### WORK ITEM:
Beginning with the very first line, please reproduce the entries exactly through the line containing "in an event".

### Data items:
################

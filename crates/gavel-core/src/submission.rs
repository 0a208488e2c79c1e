//! Competing entries
//!
//! A submission's descriptive metadata (track, table number, links) is
//! carried through to leaderboard display but never touches the scoring
//! math.

use chrono::{DateTime, Utc};
use serde::{Deserialize, Serialize};

/// One competing entry in an event
#[derive(Debug, Clone, Serialize, Deserialize)]
pub struct Submission {
    pub id: String,
    pub event_id: String,
    pub team_name: String,
    /// The rubric this submission is judged against
    pub rubric_id: String,
    #[serde(default, skip_serializing_if = "Option::is_none")]
    pub track: Option<String>,
    #[serde(default, skip_serializing_if = "Option::is_none")]
    pub table_number: Option<i64>,
    #[serde(default, skip_serializing_if = "Option::is_none")]
    pub repo_url: Option<String>,
    #[serde(default, skip_serializing_if = "Option::is_none")]
    pub demo_url: Option<String>,
    pub created: DateTime<Utc>,
}
//! Rig configuration to calibration profile.

use tl_calibration::{
    CalibrationProfile, HeatFluxGeometry, HeaterSupply, PowerTapCal, PressureCal, ThermistorCal,
};
use tl_core::AdcCode;

use crate::schema::RigConfig;
use crate::validate::ValidationError;

/// Records every required field that is absent, so they can all be reported
/// in one error.
#[derive(Default)]
struct Required {
    missing: Vec<String>,
}

impl Required {
    /// Placeholder for an absent value; never read once `finish` has failed.
    fn real(&mut self, field: &str, value: Option<f64>) -> f64 {
        value.unwrap_or_else(|| {
            self.missing.push(field.to_string());
            f64::NAN
        })
    }

    fn adc_max(&mut self, field: &str, own: Option<AdcCode>, shared: Option<AdcCode>) -> AdcCode {
        own.or(shared).unwrap_or_else(|| {
            self.missing.push(field.to_string());
            0
        })
    }

    fn finish(self) -> Result<(), ValidationError> {
        if self.missing.is_empty() {
            Ok(())
        } else {
            Err(ValidationError::MissingParameters {
                fields: self.missing,
            })
        }
    }
}

impl RigConfig {
    /// Build the immutable profile a processing run uses.
    ///
    /// Fails on any missing constant first, then on any constant outside its
    /// physical domain.
    pub fn to_profile(&self) -> Result<CalibrationProfile, ValidationError> {
        let mut req = Required::default();
        let cal = &self.calibration;
        let shared_adc = cal.adc_max;

        let th = &cal.thermistor;
        let thermistor = ThermistorCal {
            r_fixed_ohm: req.real("calibration.thermistor.r_fixed_ohm", th.r_fixed_ohm),
            r_nominal_ohm: req.real("calibration.thermistor.r_nominal_ohm", th.r_nominal_ohm),
            t_nominal_c: req.real("calibration.thermistor.t_nominal_c", th.t_nominal_c),
            beta: req.real("calibration.thermistor.beta", th.beta),
            adc_max: req.adc_max("calibration.thermistor.adc_max", th.adc_max, shared_adc),
        };

        let pr = &cal.pressure;
        let pressure = PressureCal {
            v_ref: req.real("calibration.pressure.v_ref", pr.v_ref),
            v_min: req.real("calibration.pressure.v_min", pr.v_min),
            v_max: req.real("calibration.pressure.v_max", pr.v_max),
            p_min: req.real("calibration.pressure.p_min", pr.p_min),
            p_max: req.real("calibration.pressure.p_max", pr.p_max),
            adc_max: req.adc_max("calibration.pressure.adc_max", pr.adc_max, shared_adc),
            unit: pr.unit,
        };

        let power_taps = cal.power_taps.as_ref().map(|taps| PowerTapCal {
            heater_full_scale_w: req.real(
                "calibration.power_taps.heater_full_scale_w",
                taps.heater_full_scale_w,
            ),
            pump_full_scale_w: req.real(
                "calibration.power_taps.pump_full_scale_w",
                taps.pump_full_scale_w,
            ),
            adc_max: req.adc_max("calibration.power_taps.adc_max", taps.adc_max, shared_adc),
        });

        let heater = self.heater.as_ref().map(|h| HeaterSupply {
            voltage_v: req.real("heater.voltage_v", h.voltage_v),
            current_a: req.real("heater.current_a", h.current_a),
        });

        let heat_flux = self.heat_flux.as_ref().map(|hf| HeatFluxGeometry {
            top: hf.top,
            bottom: hf.bottom,
            thickness_m: req.real("heat_flux.thickness_m", hf.thickness_m),
            conductivity_w_per_m_k: req.real(
                "heat_flux.conductivity_w_per_m_k",
                hf.conductivity_w_per_m_k,
            ),
        });

        let profile = CalibrationProfile {
            thermistor,
            pressure,
            flow_rate_m3s: req.real("flow_rate_m3s", self.flow_rate_m3s),
            fluid_cp_j_per_kg_k: req.real("fluid.cp_j_per_kg_k", self.fluid.cp_j_per_kg_k),
            fluid_density_kg_per_m3: req.real(
                "fluid.density_kg_per_m3",
                self.fluid.density_kg_per_m3,
            ),
            electricity_rate_per_kwh: req.real(
                "electricity_rate_per_kwh",
                self.electricity_rate_per_kwh,
            ),
            power_taps,
            heater,
            heat_flux,
        };

        req.finish()?;
        profile.validate()?;
        Ok(profile)
    }
}

#[cfg(test)]
mod tests {
    use super::*;
    use crate::schema::*;
    use tl_core::{Channel, PressureUnit};

    fn complete() -> RigConfig {
        RigConfig {
            version: crate::LATEST_VERSION,
            name: "bench".to_string(),
            calibration: CalibrationDef {
                adc_max: Some(1023),
                thermistor: ThermistorDef {
                    r_fixed_ohm: Some(51_000.0),
                    r_nominal_ohm: Some(100_000.0),
                    t_nominal_c: Some(25.0),
                    beta: Some(3950.0),
                    adc_max: None,
                },
                pressure: PressureDef {
                    v_ref: Some(3.3),
                    v_min: Some(0.33),
                    v_max: Some(2.97),
                    p_min: Some(0.0),
                    p_max: Some(100.0),
                    adc_max: Some(4095),
                    unit: PressureUnit::Psi,
                },
                power_taps: None,
            },
            fluid: FluidDef {
                cp_j_per_kg_k: Some(1090.0),
                density_kg_per_m3: Some(1990.0),
            },
            flow_rate_m3s: Some(1.0e-4),
            electricity_rate_per_kwh: Some(0.15),
            heater: None,
            heat_flux: None,
        }
    }

    #[test]
    fn complete_config_builds_profile() {
        let profile = complete().to_profile().unwrap();
        assert_eq!(profile.thermistor.adc_max, 1023);
        assert_eq!(profile.pressure.adc_max, 4095);
        assert_eq!(profile.flow_rate_m3s, 1.0e-4);
        assert!(profile.power_taps.is_none());
    }

    #[test]
    fn reports_every_missing_constant() {
        let mut config = complete();
        config.calibration.thermistor.beta = None;
        config.fluid.cp_j_per_kg_k = None;
        config.electricity_rate_per_kwh = None;
        match config.to_profile() {
            Err(ValidationError::MissingParameters { fields }) => {
                assert_eq!(
                    fields,
                    vec![
                        "calibration.thermistor.beta".to_string(),
                        "fluid.cp_j_per_kg_k".to_string(),
                        "electricity_rate_per_kwh".to_string(),
                    ]
                );
            }
            other => panic!("expected missing parameters, got {other:?}"),
        }
    }

    #[test]
    fn adc_max_needs_shared_or_own_value() {
        let mut config = complete();
        config.calibration.adc_max = None;
        let err = config.to_profile().unwrap_err();
        assert!(err.to_string().contains("calibration.thermistor.adc_max"));
        assert!(!err.to_string().contains("calibration.pressure.adc_max"));
    }

    #[test]
    fn optional_sections_require_their_fields() {
        let mut config = complete();
        config.heater = Some(HeaterDef {
            voltage_v: Some(24.0),
            current_a: None,
        });
        config.heat_flux = Some(HeatFluxDef {
            top: Channel::T1,
            bottom: Channel::T3,
            thickness_m: Some(0.003),
            conductivity_w_per_m_k: None,
        });
        let err = config.to_profile().unwrap_err();
        let msg = err.to_string();
        assert!(msg.contains("heater.current_a"));
        assert!(msg.contains("heat_flux.conductivity_w_per_m_k"));
    }

    #[test]
    fn invalid_constant_is_a_calibration_error() {
        let mut config = complete();
        config.calibration.pressure.v_max = Some(0.1);
        assert!(matches!(
            config.to_profile(),
            Err(ValidationError::Calibration(_))
        ));
    }
}
//! Error types for the tl-app service layer.

use std::path::PathBuf;

/// Application error type wrapping the backend crates' errors behind one
/// interface for the front end.
#[derive(Debug, thiserror::Error)]
pub enum AppError {
    #[error("Configuration error: {0}")]
    Config(String),

    #[error("Calibration error: {0}")]
    Calibration(String),

    #[error("Failed to read log file: {path}")]
    LogRead { path: PathBuf, source: csv::Error },

    #[error("Failed to write output file: {path}")]
    LogWrite { path: PathBuf, source: csv::Error },

    #[error("CSV error: {0}")]
    Csv(#[from] csv::Error),

    #[error("No data_*.csv log found in {}", dir.display())]
    LogNotFound { dir: PathBuf },

    #[error("Invalid input: {0}")]
    InvalidInput(String),

    #[error("I/O error: {0}")]
    Io(#[from] std::io::Error),
}

/// Result type for tl-app operations.
pub type AppResult<T> = Result<T, AppError>;

impl From<tl_project::ProjectError> for AppError {
    fn from(err: tl_project::ProjectError) -> Self {
        AppError::Config(err.to_string())
    }
}

impl From<tl_project::ValidationError> for AppError {
    fn from(err: tl_project::ValidationError) -> Self {
        AppError::Config(err.to_string())
    }
}

impl From<tl_calibration::CalibrationError> for AppError {
    fn from(err: tl_calibration::CalibrationError) -> Self {
        AppError::Calibration(err.to_string())
    }
}
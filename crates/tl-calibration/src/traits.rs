//! Converter trait.

use tl_core::{AdcCode, Real};

/// Maps one raw ADC code onto a physical value.
///
/// Implementations are pure: the same code always yields the same value and
/// a code that cannot be converted yields `None`.
pub trait AdcConverter {
    fn convert(&self, code: Option<AdcCode>) -> Option<Real>;
}
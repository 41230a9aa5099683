//! Delimited logger files: sample ingestion and derived-record export.
//!
//! Rows that cannot be read are rejected here, at ingestion, and reported
//! alongside the samples that were read. Rejection never reaches the
//! processor: every sample it sees is well-formed.

use std::fs::File;
use std::io::Write;
use std::path::{Path, PathBuf};

use chrono::NaiveDateTime;
use csv::StringRecord;
use tl_core::{AdcCode, Channel, Real};
use tl_series::{DerivedRecord, Metric, Sample, TimeMarker};

use crate::error::{AppError, AppResult};

/// Cell spellings the logger uses for "no reading".
const MISSING_MARKERS: [&str; 5] = ["", "none", "nan", "na", "null"];

const ELAPSED_COLUMNS: [&str; 2] = ["seconds", "elapsed_s"];
const TIMESTAMP_COLUMN: &str = "timestamp";

const TIMESTAMP_FORMATS: [&str; 2] = ["%Y-%m-%dT%H:%M:%S%.f", "%Y-%m-%d %H:%M:%S%.f"];

/// A row rejected during ingestion.
#[derive(Debug, Clone, PartialEq)]
pub struct RowError {
    /// 1-based file line, header included
    pub line: usize,
    pub message: String,
}

/// Ingestion output: accepted samples in file order plus rejected rows.
#[derive(Debug, Clone, Default)]
pub struct SampleLog {
    pub samples: Vec<Sample>,
    pub rejected: Vec<RowError>,
    pub rows_read: usize,
}

#[derive(Debug, Clone, Copy)]
enum TimeColumn {
    Elapsed(usize),
    Timestamp(usize),
    None,
}

/// Column positions resolved from the header row.
struct Layout {
    time: TimeColumn,
    channels: [Option<usize>; Channel::COUNT],
}

impl Layout {
    fn from_headers(headers: &StringRecord) -> Self {
        let position = |name: &str| {
            headers
                .iter()
                .position(|h| h.trim().trim_start_matches('\u{feff}') == name)
        };

        let time = if let Some(idx) = ELAPSED_COLUMNS.iter().find_map(|c| position(*c)) {
            TimeColumn::Elapsed(idx)
        } else if let Some(idx) = position(TIMESTAMP_COLUMN) {
            TimeColumn::Timestamp(idx)
        } else {
            TimeColumn::None
        };

        Self {
            time,
            channels: Channel::ALL.map(|c| position(c.name())),
        }
    }
}

/// Read a logger CSV into samples.
///
/// Columns may appear in any order; unknown columns are ignored and channels
/// without a column are missing for every row.
pub fn read_samples(path: &Path) -> AppResult<SampleLog> {
    let file = File::open(path)?;
    let mut reader = csv::ReaderBuilder::new()
        .flexible(true)
        .trim(csv::Trim::All)
        .from_reader(file);

    let headers = reader
        .headers()
        .map_err(|source| AppError::LogRead {
            path: path.to_path_buf(),
            source,
        })?
        .clone();
    let layout = Layout::from_headers(&headers);

    let mut log = SampleLog::default();
    for (idx, result) in reader.records().enumerate() {
        let line = idx + 2;
        log.rows_read += 1;

        let parsed = result
            .map_err(|e| format!("CSV parse error: {e}"))
            .and_then(|record| parse_row(&record, &layout, idx as u64));
        match parsed {
            Ok(sample) => log.samples.push(sample),
            Err(message) => log.rejected.push(RowError { line, message }),
        }
    }

    if !log.rejected.is_empty() {
        tracing::warn!(
            path = %path.display(),
            rejected = log.rejected.len(),
            "rows rejected at ingestion"
        );
    }
    tracing::debug!(path = %path.display(), rows = log.samples.len(), "read samples");
    Ok(log)
}

fn parse_row(record: &StringRecord, layout: &Layout, ordinal: u64) -> Result<Sample, String> {
    let time = match layout.time {
        TimeColumn::Elapsed(idx) => {
            let cell = record.get(idx).unwrap_or("");
            let secs: Real = cell
                .parse()
                .map_err(|_| format!("Invalid elapsed time '{cell}'"))?;
            if !secs.is_finite() {
                return Err(format!("Invalid elapsed time '{cell}'"));
            }
            TimeMarker::Elapsed(secs)
        }
        TimeColumn::Timestamp(idx) => {
            let cell = record.get(idx).unwrap_or("");
            TimeMarker::Timestamp(parse_timestamp(cell)?)
        }
        TimeColumn::None => TimeMarker::Index(ordinal),
    };

    let mut sample = Sample::new(time);
    for (channel, column) in Channel::ALL.into_iter().zip(layout.channels) {
        let Some(idx) = column else { continue };
        let code = parse_code(record.get(idx).unwrap_or(""))
            .map_err(|e| format!("{channel}: {e}"))?;
        sample.set(channel, code);
    }
    Ok(sample)
}

fn parse_timestamp(cell: &str) -> Result<NaiveDateTime, String> {
    TIMESTAMP_FORMATS
        .iter()
        .find_map(|fmt| NaiveDateTime::parse_from_str(cell, fmt).ok())
        .ok_or_else(|| format!("Invalid timestamp '{cell}'"))
}

/// Parse one channel cell. Integral floats such as `512.0` are accepted
/// because some loggers write every column as float.
fn parse_code(cell: &str) -> Result<Option<AdcCode>, String> {
    if MISSING_MARKERS.iter().any(|m| cell.eq_ignore_ascii_case(m)) {
        return Ok(None);
    }
    if let Ok(code) = cell.parse::<AdcCode>() {
        return Ok(Some(code));
    }
    match cell.parse::<f64>() {
        Ok(v)
            if v.is_finite()
                && v.fract() == 0.0
                && v >= AdcCode::MIN as f64
                && v <= AdcCode::MAX as f64 =>
        {
            Ok(Some(v as AdcCode))
        }
        _ => Err(format!("Invalid ADC code '{cell}'")),
    }
}

/// Header of a computed log: time, raw codes, then every derived column.
pub fn record_header() -> Vec<&'static str> {
    std::iter::once("time")
        .chain(Channel::ALL.map(Channel::name))
        .chain(Metric::ALL.map(Metric::column))
        .collect()
}

fn format_value<T: ToString>(value: Option<T>) -> String {
    value.map(|v| v.to_string()).unwrap_or_default()
}

/// Write derived records. Missing values are empty cells.
pub fn write_records(path: &Path, records: &[DerivedRecord]) -> AppResult<()> {
    let write_err = |source| AppError::LogWrite {
        path: path.to_path_buf(),
        source,
    };
    let mut writer = csv::Writer::from_path(path).map_err(write_err)?;
    writer.write_record(record_header()).map_err(write_err)?;

    for record in records {
        let sample = record.sample();
        let row = std::iter::once(sample.time.to_string())
            .chain(Channel::ALL.map(|c| format_value(sample.code(c))))
            .chain(record.values().map(format_value));
        writer.write_record(row).map_err(write_err)?;
    }
    writer.flush()?;

    tracing::info!(path = %path.display(), rows = records.len(), "wrote computed log");
    Ok(())
}

/// Write a `(time, value)` series with the given value column name to any
/// sink: a file, or stdout.
pub fn write_series<W: Write>(out: W, column: &str, series: &[(TimeMarker, Real)]) -> AppResult<()> {
    let mut writer = csv::Writer::from_writer(out);
    writer.write_record(["time", column])?;
    for (time, value) in series {
        writer.write_record([time.to_string(), value.to_string()])?;
    }
    writer.flush()?;
    Ok(())
}

/// Most recently modified `data_*.csv` in `dir`.
pub fn latest_log(dir: &Path) -> AppResult<PathBuf> {
    let mut latest: Option<(std::time::SystemTime, PathBuf)> = None;
    for entry in std::fs::read_dir(dir)? {
        let entry = entry?;
        let name = entry.file_name();
        let name = name.to_string_lossy();
        if !(name.starts_with("data_") && name.ends_with(".csv")) {
            continue;
        }
        let modified = entry.metadata()?.modified()?;
        if latest.as_ref().is_none_or(|(t, _)| modified > *t) {
            latest = Some((modified, entry.path()));
        }
    }
    latest
        .map(|(_, path)| path)
        .ok_or_else(|| AppError::LogNotFound {
            dir: dir.to_path_buf(),
        })
}

/// `computed_<name>` beside the input log.
pub fn computed_path(log: &Path) -> PathBuf {
    let name = log
        .file_name()
        .map(|n| n.to_string_lossy().into_owned())
        .unwrap_or_else(|| "log.csv".to_string());
    log.with_file_name(format!("computed_{name}"))
}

################

### SOLUTION TO THIS PROBLEM:
filename crates/gavel-core/src/submission.rs
repository 0a208488e2c79c1e
//! Competing entries
//!
//! A submission's descriptive metadata (track, table number, links) is
//! carried through to leaderboard display but never touches the scoring
//! math.

use chrono::{DateTime, Utc};
use serde::{Deserialize, Serialize};

/// One competing entry in an event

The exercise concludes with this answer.